[Input for this task]:
────────────────────────────────────────
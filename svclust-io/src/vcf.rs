use std::fs::File;
use std::io::{BufWriter, Write};
use std::path::Path;

use flate2::Compression;
use flate2::write::GzEncoder;

use svclust_core::models::{Breakend, Call, Orientation, ReferenceMetadata, VariantKind, VariantType};

use crate::assembly::CallSet;

const ALT_LINES: [(&str, &str); 5] = [
    ("DEL", "Deletion"),
    ("INS", "Insertion"),
    ("INV", "Inversion"),
    ("DUP:TANDEM", "Tandem Duplication"),
    ("DUP:INT", "Interspersed Duplication"),
];

const INFO_LINES: [(&str, &str, &str); 13] = [
    ("SVTYPE", "String", "Type of structural variant"),
    ("END", "Integer", "End position of the variant described in this record"),
    ("SVLEN", "Integer", "Difference in length between REF and ALT alleles"),
    ("SUPPORT", "Integer", "Number of distinct reads supporting this variant"),
    ("STD_SPAN", "Float", "Standard deviation in span of merged SV signatures"),
    ("STD_POS", "Float", "Standard deviation in position of merged SV signatures"),
    ("CHR2", "String", "Chromosome of the second breakend"),
    ("POS2", "Integer", "Position of the second breakend"),
    ("ORIGIN_CHR", "String", "Chromosome of the inserted sequence's origin"),
    ("ORIGIN_START", "Integer", "Start position of the inserted sequence's origin"),
    ("ORIGIN_END", "Integer", "End position of the inserted sequence's origin"),
    ("COPIES", "Integer", "Number of tandem copies"),
    ("CLUSTERS", "Integer", "Number of merged signature clusters"),
];

/// Run-level fields of the VCF header.
#[derive(Debug, Clone, PartialEq)]
pub struct VcfHeader {
    pub source: String,
    pub sample_id: String,
    pub aligner: String,
}

impl VcfHeader {
    pub fn new(sample_id: &str, aligner: &str) -> Self {
        VcfHeader {
            source: format!("svclust-v{}", env!("CARGO_PKG_VERSION")),
            sample_id: sample_id.to_string(),
            aligner: aligner.to_string(),
        }
    }

    pub fn render(&self, reference: &ReferenceMetadata) -> String {
        let mut lines: Vec<String> = vec![
            "##fileformat=VCFv4.2".to_string(),
            format!("##source={}", self.source),
        ];
        if let Some(path) = &reference.path {
            lines.push(format!("##reference=file://{}", path.display()));
        }
        for contig in reference.contigs() {
            lines.push(format!(
                "##contig=<ID={},length={}>",
                contig.name, contig.length
            ));
        }
        for (id, description) in ALT_LINES {
            lines.push(format!("##ALT=<ID={},Description=\"{}\">", id, description));
        }
        for (id, kind, description) in INFO_LINES {
            lines.push(format!(
                "##INFO=<ID={},Number=1,Type={},Description=\"{}\">",
                id, kind, description
            ));
        }
        lines.push("##FORMAT=<ID=GT,Number=1,Type=String,Description=\"Genotype\">".to_string());
        lines.push(
            "##FORMAT=<ID=DP,Number=1,Type=Integer,Description=\"Read depth at the variant locus\">"
                .to_string(),
        );
        lines.push(format!("##aligner={}", self.aligner));
        lines.push(format!(
            "#CHROM\tPOS\tID\tREF\tALT\tQUAL\tFILTER\tINFO\tFORMAT\t{}",
            self.sample_id
        ));
        lines.join("\n")
    }
}

///
/// Breakend ALT in VCF bracket notation. A forward first breakend keeps the
/// sequence before it (`N` leads), a forward mate joins the sequence right of the
/// mate position (`[` brackets).
///
fn breakend_alt(mate: &Breakend, orientation: Orientation, mate_orientation: Orientation) -> String {
    let position = format!("{}:{}", mate.chr, mate.pos + 1);
    let bracketed = match mate_orientation {
        Orientation::Forward => format!("[{}[", position),
        Orientation::Reverse => format!("]{}]", position),
    };
    match orientation {
        Orientation::Forward => format!("N{}", bracketed),
        Orientation::Reverse => format!("{}N", bracketed),
    }
}

/// One VCF data line for a call.
pub fn vcf_record(call: &Call) -> String {
    let variant_type = call.variant_type();
    let pos = call.start + 1;

    let mut info: Vec<String> = vec![format!("SVTYPE={}", variant_type.label())];
    let alt = match &call.kind {
        VariantKind::Translocation {
            mate,
            orientation,
            mate_orientation,
        } => {
            info.push(format!("CHR2={}", mate.chr));
            info.push(format!("POS2={}", mate.pos + 1));
            breakend_alt(mate, *orientation, *mate_orientation)
        }
        kind => {
            let end = if kind.is_point() { pos } else { call.end };
            info.push(format!("END={}", end));
            let length = i64::from(call.length().unwrap_or(0));
            let svlen = match variant_type {
                VariantType::Deletion => -length,
                _ => length,
            };
            info.push(format!("SVLEN={}", svlen));
            format!("<{}>", variant_type.label())
        }
    };

    info.push(format!("SUPPORT={}", call.support));
    info.push(format!("STD_SPAN={:.2}", call.std_span));
    info.push(format!("STD_POS={:.2}", call.std_pos));
    match &call.kind {
        VariantKind::TandemDuplication { copies } => info.push(format!("COPIES={}", copies)),
        VariantKind::InsertionFrom { origin } => {
            info.push(format!("ORIGIN_CHR={}", origin.chr));
            info.push(format!("ORIGIN_START={}", origin.start + 1));
            info.push(format!("ORIGIN_END={}", origin.end));
        }
        _ => {}
    }
    if call.clusters.len() > 1 {
        info.push(format!("CLUSTERS={}", call.clusters.len()));
    }

    let depth = call
        .depth
        .map(|d| d.to_string())
        .unwrap_or_else(|| ".".to_string());

    [
        call.chr.clone(),
        pos.to_string(),
        call.id.clone().unwrap_or_else(|| ".".to_string()),
        "N".to_string(),
        alt,
        call.quality.to_string(),
        "PASS".to_string(),
        info.join(";"),
        "GT:DP".to_string(),
        format!("{}:{}", call.genotype.as_vcf(), depth),
    ]
    .join("\t")
}

pub trait VcfWrite {
    ///
    /// Write header and records to any writer.
    ///
    fn write_vcf_to<W: Write>(&self, writer: &mut W, header: &VcfHeader) -> std::io::Result<()>;

    ///
    /// Write data to disk as vcf file
    ///
    /// # Arguments
    /// - path: the path to the file to dump to
    /// - header: run-level header fields
    fn write_vcf<T: AsRef<Path>>(&self, path: T, header: &VcfHeader) -> std::io::Result<()> {
        let path = path.as_ref();
        if let Some(parent) = path.parent() {
            std::fs::create_dir_all(parent)?;
        }
        let mut writer = BufWriter::new(File::create(path)?);
        self.write_vcf_to(&mut writer, header)?;
        writer.flush()
    }

    ///
    /// Write data to disk as vcf.gz file
    ///
    /// # Arguments
    /// - path: the path to the file to dump to
    /// - header: run-level header fields
    fn write_vcf_gz<T: AsRef<Path>>(&self, path: T, header: &VcfHeader) -> std::io::Result<()> {
        let path = path.as_ref();
        if let Some(parent) = path.parent() {
            std::fs::create_dir_all(parent)?;
        }
        let file = File::create(path)?;
        let mut encoder = GzEncoder::new(BufWriter::new(file), Compression::best());
        self.write_vcf_to(&mut encoder, header)?;
        encoder.finish()?;
        Ok(())
    }
}

impl VcfWrite for CallSet {
    fn write_vcf_to<W: Write>(&self, writer: &mut W, header: &VcfHeader) -> std::io::Result<()> {
        writeln!(writer, "{}", header.render(self.reference()))?;
        for call in self.iter() {
            writeln!(writer, "{}", vcf_record(call))?;
        }
        Ok(())
    }
}
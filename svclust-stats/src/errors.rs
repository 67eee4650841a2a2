use thiserror::Error;

#[derive(Error, Debug)]
pub enum StatsError {
    #[error("Can't serialize statistics summary: {0}")]
    Json(#[from] serde_json::Error),

    #[error(transparent)]
    Io(#[from] std::io::Error),
}

pub type Result<T> = std::result::Result<T, StatsError>;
────────────────────────────────────────
[Goal of the exercise]: Copy each line in the data that holds the word "aligner".

[Solution to the problem]:
    pub aligner: String,
    pub fn new(sample_id: &str, aligner: &str) -> Self {
            aligner: aligner.to_string(),
        lines.push(format!("##aligner={}", self.aligner));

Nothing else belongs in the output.